L’accordo firmato da tutti e tre, fim, uilm e fiom, all’Ilva di Taranto, nella più grande fabbrica d’Italia con circa 12 mila operai, costituisce un precedente pericoloso.
Da un punto di vista economico dà una miseria. In sintesi dà 1,95 euro lordi per giornata di presenza – che tassate del 10% diventano 1,75, e una tantum di 1.750 euro in due tranches: 1000 con la busta paga di gennaio 2012 e 750 con quella di settembre 2012; viene imposta la firma di una liberatoria per bloccare ricorsi in corso o futuri; le somme date non saranno computati ai fini del ricalcolo di istituti retributivi diretti e/o indiretti, tra cui il TFR.
L’una tantum di 1.750 euro viene riconosciuta per intero solo agli operai con “anzianità aziendale minima di cinque anni”, tutti gli altri la riceveranno in proporzione alla loro anzianità – quindi soprattutto i giovani operai vengono ulteriormente penalizzati. Infine, i lavoratori che hanno fatto ricorso non solo devono rinunciarvi, ma devono anche farsi carico delle spese legali che superino le 300 euro.
Ma ciò che è più grave è che questo accordo scambia un diritto retributivo certo per una concessione aziendale.
Invece di parlare di un diritto previsto da leggi e sentenze anche della Cassazione che l’Ilva ha violato in tutti questi anni, si parla di “premio di presenza”, una sorta di “indennità” data dall’azienda sulla base dell’accordo del 20.5.1989 sulla produttività, e – come è scritto nell’accordo - “in assenza di obblighi specifici”. Col rischio che in futuro, essendo non una parte della retribuzione certa ma appunto un “incentivo legato alla produttività”, l’Ilva potrà anche toglierlo.

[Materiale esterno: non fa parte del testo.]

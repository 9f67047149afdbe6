use super::*;

use hrdesk_core::AppError;
use hrdesk_domain::{EmployeeId, PermissionGrant, RoleKey};
use tracing::info;
use uuid::Uuid;

use crate::{AccessPolicy, CreatePermissionInput, UpdatePermissionInput};

impl RbacAdminService {
    /// Returns permission grants, optionally for one role.
    pub async fn list_permissions(
        &self,
        actor: &AccessContext,
        role_id: Option<&RoleKey>,
    ) -> AppResult<Vec<PermissionGrant>> {
        Self::require(actor, AccessPolicy::rbac_read())?;
        self.permissions.list_permissions(role_id).await
    }

    /// Returns one permission grant.
    pub async fn get_permission(
        &self,
        actor: &AccessContext,
        permission_id: Uuid,
    ) -> AppResult<PermissionGrant> {
        Self::require(actor, AccessPolicy::rbac_read())?;
        self.permissions
            .find_permission(permission_id)
            .await?
            .ok_or_else(|| {
                AppError::NotFound(format!("permission '{permission_id}' was not found"))
            })
    }

    /// Grants a (resource, action) pair to an existing role.
    pub async fn create_permission(
        &self,
        actor: &AccessContext,
        input: CreatePermissionInput,
    ) -> AppResult<PermissionGrant> {
        Self::require(actor, AccessPolicy::rbac_write())?;

        let permission = self.permissions.create_permission(input).await?;
        info!(
            actor = actor.subject(),
            permission_id = %permission.permission_id(),
            role_id = %permission.role_id(),
            resource = %permission.resource(),
            action = permission.action().as_str(),
            "permission granted"
        );

        Ok(permission)
    }

    /// Replaces a grant's resource and action.
    pub async fn update_permission(
        &self,
        actor: &AccessContext,
        permission_id: Uuid,
        input: UpdatePermissionInput,
    ) -> AppResult<PermissionGrant> {
        Self::require(actor, AccessPolicy::rbac_write())?;

        let permission = self
            .permissions
            .update_permission(permission_id, input)
            .await?;
        info!(
            actor = actor.subject(),
            permission_id = %permission_id,
            "permission updated"
        );

        Ok(permission)
    }

    /// Revokes a grant.
    pub async fn delete_permission(
        &self,
        actor: &AccessContext,
        permission_id: Uuid,
    ) -> AppResult<()> {
        Self::require(actor, AccessPolicy::rbac_write())?;

        self.permissions.delete_permission(permission_id).await?;
        info!(
            actor = actor.subject(),
            permission_id = %permission_id,
            "permission revoked"
        );

        Ok(())
    }

    /// Returns grants reachable through an employee's role assignments.
    ///
    /// Informational: route decisions are made by allow-lists, not by these grants.
    pub async fn effective_permissions(
        &self,
        actor: &AccessContext,
        employee_id: &EmployeeId,
    ) -> AppResult<Vec<PermissionGrant>> {
        Self::require(actor, AccessPolicy::rbac_read())?;
        self.permissions
            .list_permissions_for_employee(employee_id)
            .await
    }
}
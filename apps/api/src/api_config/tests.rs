use std::collections::HashMap;

use hrdesk_core::AppError;

use super::{ApiConfig, DEVELOPMENT_JWT_SECRET, LegacyAuthScheme};

const STRONG_SECRET: &str = "0123456789abcdef0123456789abcdef";

fn load(pairs: &[(&str, &str)]) -> Result<ApiConfig, AppError> {
    let values: HashMap<String, String> = pairs
        .iter()
        .map(|(name, value)| ((*name).to_owned(), (*value).to_owned()))
        .collect();

    ApiConfig::from_source(false, |name| values.get(name).cloned())
}

#[test]
fn production_requires_jwt_secret() {
    let result = load(&[("DATABASE_URL", "postgres://localhost/hrdesk")]);

    assert!(matches!(
        result,
        Err(AppError::Validation(ref message)) if message.contains("JWT_SECRET")
    ));
}

#[test]
fn production_rejects_short_jwt_secret() {
    let result = load(&[
        ("DATABASE_URL", "postgres://localhost/hrdesk"),
        ("JWT_SECRET", "short"),
    ]);

    assert!(matches!(
        result,
        Err(AppError::Validation(ref message)) if message.contains("32 bytes")
    ));
}

#[test]
fn development_falls_back_to_known_secret_and_memory_store() {
    let Ok(config) = load(&[("APP_ENV", "development")]) else {
        panic!("development config should load");
    };

    assert!(config.development);
    assert_eq!(config.jwt_secret, DEVELOPMENT_JWT_SECRET);
    assert_eq!(config.database_url, None);
}

#[test]
fn defaults_apply_when_optional_values_are_absent() {
    let Ok(config) = load(&[
        ("DATABASE_URL", "postgres://localhost/hrdesk"),
        ("JWT_SECRET", STRONG_SECRET),
    ]) else {
        panic!("config should load");
    };

    assert!(!config.development);
    assert_eq!(config.api_port, 3001);
    assert_eq!(config.database_max_connections, 10);
    assert_eq!(config.jwt_leeway_seconds, 0);
    assert_eq!(config.legacy_auth_scheme, LegacyAuthScheme::Accept);
    assert!(config.role_label_aliases.is_empty());
    assert!(config.socket_address().is_ok());
}

#[test]
fn role_label_aliases_are_parsed() {
    let Ok(config) = load(&[
        ("DATABASE_URL", "postgres://localhost/hrdesk"),
        ("JWT_SECRET", STRONG_SECRET),
        ("ROLE_LABEL_ALIASES", "Administrator=role_admin, People Ops = role_hr ,"),
        ("LEGACY_AUTH_SCHEME", "Reject"),
    ]) else {
        panic!("config should load");
    };

    assert_eq!(
        config.role_label_aliases,
        vec![
            ("Administrator".to_owned(), "role_admin".to_owned()),
            ("People Ops".to_owned(), "role_hr".to_owned()),
        ]
    );
    assert_eq!(config.legacy_auth_scheme, LegacyAuthScheme::Reject);
}

#[test]
fn malformed_values_fail_startup() {
    let base = [
        ("DATABASE_URL", "postgres://localhost/hrdesk"),
        ("JWT_SECRET", STRONG_SECRET),
    ];

    let bad_alias = load(&[base[0], base[1], ("ROLE_LABEL_ALIASES", "Administrator")]);
    assert!(bad_alias.is_err());

    let bad_port = load(&[base[0], base[1], ("API_PORT", "http")]);
    assert!(bad_port.is_err());

    let bad_scheme = load(&[base[0], base[1], ("LEGACY_AUTH_SCHEME", "maybe")]);
    assert!(bad_scheme.is_err());
}
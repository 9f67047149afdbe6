use super::*;

use hrdesk_application::{CreateRoleInput, UpdateRoleInput};

pub async fn list_roles_handler(
    State(state): State<AppState>,
    Extension(context): Extension<AccessContext>,
) -> ApiResult<Json<Vec<RoleResponse>>> {
    let roles = state
        .rbac_admin_service
        .list_roles(&context)
        .await?
        .into_iter()
        .map(RoleResponse::from)
        .collect();

    Ok(Json(roles))
}

pub async fn get_role_handler(
    State(state): State<AppState>,
    Extension(context): Extension<AccessContext>,
    Path(role_id): Path<String>,
) -> ApiResult<Json<RoleResponse>> {
    let role = state
        .rbac_admin_service
        .get_role(&context, &RoleKey::new(role_id)?)
        .await?;

    Ok(Json(RoleResponse::from(role)))
}

pub async fn create_role_handler(
    State(state): State<AppState>,
    Extension(context): Extension<AccessContext>,
    ApiJson(payload): ApiJson<CreateRoleRequest>,
) -> ApiResult<(StatusCode, Json<RoleResponse>)> {
    let role = state
        .rbac_admin_service
        .create_role(
            &context,
            CreateRoleInput {
                role_id: RoleKey::new(payload.role_id)?,
                name: payload.name,
                description: payload.description,
            },
        )
        .await?;

    Ok((StatusCode::CREATED, Json(RoleResponse::from(role))))
}

pub async fn update_role_handler(
    State(state): State<AppState>,
    Extension(context): Extension<AccessContext>,
    Path(role_id): Path<String>,
    ApiJson(payload): ApiJson<UpdateRoleRequest>,
) -> ApiResult<Json<RoleResponse>> {
    let role = state
        .rbac_admin_service
        .update_role(
            &context,
            &RoleKey::new(role_id)?,
            UpdateRoleInput {
                name: payload.name,
                description: payload.description,
            },
        )
        .await?;

    Ok(Json(RoleResponse::from(role)))
}

pub async fn delete_role_handler(
    State(state): State<AppState>,
    Extension(context): Extension<AccessContext>,
    Path(role_id): Path<String>,
) -> ApiResult<StatusCode> {
    state
        .rbac_admin_service
        .delete_role(&context, &RoleKey::new(role_id)?)
        .await?;

    Ok(StatusCode::NO_CONTENT)
}
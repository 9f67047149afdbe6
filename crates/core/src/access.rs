use thiserror::Error;

/// Failure to turn a raw credential into verified claims.
#[derive(Debug, Clone, PartialEq, Eq, Error)]
pub enum CredentialError {
    /// No credential, an unrecognized scheme, or an empty token.
    #[error("authentication credential is missing")]
    MissingCredential,

    /// Signature, expiry or payload verification failed.
    #[error("authentication credential is invalid: {0}")]
    InvalidCredential(String),
}

/// Structured rejection produced by the permission gate.
#[derive(Debug, Clone, PartialEq, Eq, Error)]
pub enum AccessError {
    /// Credential was absent or failed verification.
    #[error("unauthenticated: {0}")]
    Unauthenticated(CredentialError),

    /// Credential was valid but none of its roles is on the route allow-list.
    #[error("forbidden: subject '{subject}' requires one of [{}]", .allowed.join(", "))]
    Forbidden {
        /// Subject of the rejected caller.
        subject: String,
        /// Role identifiers the endpoint accepts.
        allowed: Vec<String>,
    },
}

/// Invariant violations raised by the role, permission and assignment stores.
#[derive(Debug, Clone, PartialEq, Eq, Error)]
pub enum RbacError {
    /// Role still has assignments and cannot be deleted.
    #[error("role '{role_id}' is assigned to {assignment_count} employee(s) and cannot be deleted")]
    RoleInUse {
        /// Role that was targeted.
        role_id: String,
        /// Assignments referencing the role at the time of the call.
        assignment_count: u64,
    },

    /// The (employee, role) pair is already assigned.
    #[error("employee '{employee_id}' is already assigned role '{role_id}'")]
    DuplicateAssignment {
        /// Employee side of the pair.
        employee_id: String,
        /// Role side of the pair.
        role_id: String,
    },

    /// Referenced role does not exist.
    #[error("role '{0}' does not exist")]
    UnknownRole(String),

    /// Referenced employee does not exist.
    #[error("employee '{0}' does not exist")]
    UnknownEmployee(String),
}
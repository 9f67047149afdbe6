use hrdesk_domain::Page;
use serde::Serialize;

/// Health response payload.
#[derive(Debug, Serialize)]
pub struct HealthResponse {
    pub status: &'static str,
    pub service: &'static str,
    pub version: &'static str,
}

/// One page of list results.
#[derive(Debug, Serialize)]
pub struct PageResponse<T> {
    pub items: Vec<T>,
    pub total: u64,
    pub page: u32,
    pub limit: u32,
    pub total_pages: u64,
}

impl<T, S> From<Page<S>> for PageResponse<T>
where
    T: From<S>,
{
    fn from(page: Page<S>) -> Self {
        let total_pages = page.total_pages();
        let request = page.request;
        let page = page.map(T::from);

        Self {
            items: page.items,
            total: page.total,
            page: request.page(),
            limit: request.limit(),
            total_pages,
        }
    }
}

/// Parses an optional numeric query value; unparsable input counts as absent.
pub(super) fn lenient_number(value: Option<&str>) -> Option<u32> {
    value.and_then(|value| value.trim().parse::<u32>().ok())
}
use axum::http::header::{AUTHORIZATION, CONTENT_TYPE};
use axum::http::{HeaderValue, Method};
use hrdesk_core::AppError;
use tower_http::cors::CorsLayer;

pub(super) fn build_cors_layer(frontend_url: &str) -> Result<CorsLayer, AppError> {
    Ok(CorsLayer::new()
        .allow_origin(
            HeaderValue::from_str(frontend_url)
                .map_err(|error| AppError::Internal(format!("invalid FRONTEND_URL: {error}")))?,
        )
        .allow_methods([
            Method::GET,
            Method::POST,
            Method::PUT,
            Method::DELETE,
            Method::OPTIONS,
        ])
        .allow_headers([AUTHORIZATION, CONTENT_TYPE]))
}
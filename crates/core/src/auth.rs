use serde::{Deserialize, Serialize};

/// Verified content of a bearer credential.
///
/// Role labels are kept exactly as the issuer wrote them; they may be
/// display labels or canonical identifiers depending on token age.
#[derive(Debug, Clone, PartialEq, Eq, Serialize, Deserialize)]
pub struct TokenClaims {
    subject: String,
    role_labels: Vec<String>,
    employee_id: Option<String>,
    username: Option<String>,
    email: Option<String>,
}

impl TokenClaims {
    /// Creates claims from verified token data.
    #[must_use]
    pub fn new(subject: impl Into<String>, role_labels: Vec<String>) -> Self {
        Self {
            subject: subject.into(),
            role_labels,
            employee_id: None,
            username: None,
            email: None,
        }
    }

    /// Attaches the employee record the subject is linked to.
    #[must_use]
    pub fn with_employee_id(mut self, employee_id: Option<String>) -> Self {
        self.employee_id = employee_id;
        self
    }

    /// Attaches the optional username and email claims.
    #[must_use]
    pub fn with_contact(mut self, username: Option<String>, email: Option<String>) -> Self {
        self.username = username;
        self.email = email;
        self
    }

    /// Returns the subject claim.
    #[must_use]
    pub fn subject(&self) -> &str {
        self.subject.as_str()
    }

    /// Returns role labels in issuer order.
    #[must_use]
    pub fn role_labels(&self) -> &[String] {
        self.role_labels.as_slice()
    }

    /// Returns the linked employee identifier, if any.
    #[must_use]
    pub fn employee_id(&self) -> Option<&str> {
        self.employee_id.as_deref()
    }

    /// Returns the username claim, if any.
    #[must_use]
    pub fn username(&self) -> Option<&str> {
        self.username.as_deref()
    }

    /// Returns the email claim, if any.
    #[must_use]
    pub fn email(&self) -> Option<&str> {
        self.email.as_deref()
    }
}

/// Caller context handed to handlers once the gate has allowed a request.
#[derive(Debug, Clone, PartialEq, Eq, Serialize, Deserialize)]
pub struct AccessContext {
    subject: String,
    employee_id: Option<String>,
    roles: Vec<String>,
}

impl AccessContext {
    /// Creates a context from a subject and its normalized role identifiers.
    #[must_use]
    pub fn new(
        subject: impl Into<String>,
        employee_id: Option<String>,
        roles: Vec<String>,
    ) -> Self {
        Self {
            subject: subject.into(),
            employee_id,
            roles,
        }
    }

    /// Returns the caller subject.
    #[must_use]
    pub fn subject(&self) -> &str {
        self.subject.as_str()
    }

    /// Returns the employee record linked to the caller, if any.
    #[must_use]
    pub fn employee_id(&self) -> Option<&str> {
        self.employee_id.as_deref()
    }

    /// Returns normalized role identifiers in token order.
    #[must_use]
    pub fn roles(&self) -> &[String] {
        self.roles.as_slice()
    }
}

Questo è illegale! Leggi, sentenze anche della Cassazione hanno ormai acclarato che il cambio tuta è a tutti gli effetti orario di lavoro, e quindi è una parte della retribuzione.
Ma l’illegalità non finisce qui. Per la prima volta un accordo sindacale che deve riguardare tutti gli operai, prevede che ogni operai per avere l’indennità e le 1750 euro devono sottoscrivere una liberatoria, altrimenti niente! Questo è fuori da ogni norma sindacale. E’ come se l’aumento stabilito a seguito di un rinnovo contrattuale venisse dato solo agli operai che firmano una “liberatoria-transazione” individuale e agli altri, No, facendo passare una illegale discriminazione tra gli operai.
E’ chiaro che essa ha un senso solo ed esplicitamente ricattatorio verso gli operai (già gli operai denunciano che alcuni capi vanno dicendo che a chi non firma faranno vedere i “sorci verdi”); usando un diritto per rinnovare il clima di strapotere, perenne minaccia che ha sempre attuato padron Riva, e permesso da fim, uil, con la Fiom al massimo lamentosa.
E’ chiaro d’altra parte che questa liberatoria individuale è anche di fatto una sconfessione della rappresentanza sindacale. Ma per Fim e Uilm non c’è problema, visto che all’Ilva di Taranto sono stati sempre più servi dei servi, facendo carriera nazionale (vedi l’ex segretario uilm Palombella, ora segretario nazionale); per la Fiom siamo alla sceneggiata penosa: prima aveva detto che non avrebbe assolutamente firmato, poi ni, e infine ha firmato l’accordo e ora arriva anche a far passare come tutela della volontà dei lavoratori la firma della liberatoria, che è invece una vera e propria estorsione aziendale.
In questa situazione, è l’azienda che tira le fila. E all’Ilva di Taranto va in atto in questi giorni una specie di replay di quello che è avvenuto alla Fiat di Pomigliano e di Mirafiori.
E’ padron Riva che mette delle locandine di avvisi in fabbrica; che, continuando nello stravolgimento, parla di “accodo relativo al miglioramento dell’efficienza e della produttività” (quindi, che fine ha fatto il cambio tuta?); è padron Riva, come Marchionne, che propaganda il referendum che si tiene in questi giorni (dal 9 al’11 gen); è sempre padron Riva, e i suoi capi, che consegna i moduli della “liberatoria” e che stabilisce le modalità e i tempi della riconsegna firmata da parte degli operai.
Come si vede, senza opposizione, il fascismo padronale avanza e va oltre.
Ora l’Ilva di Taranto – che già, come disse Palombella Uilm, aveva fatto scuola per il contratto Pomigliano (su turni, riposi, ecc.), oggi rischia di fare scuola anche su questo diritto del ‘cambio tuta’, ma soprattutto sulla “liberatoria”. A quando gli operai dovranno passare per le forche caudine della firma di una liberatoria tombale per avere uno straccio di aumento contrattuale?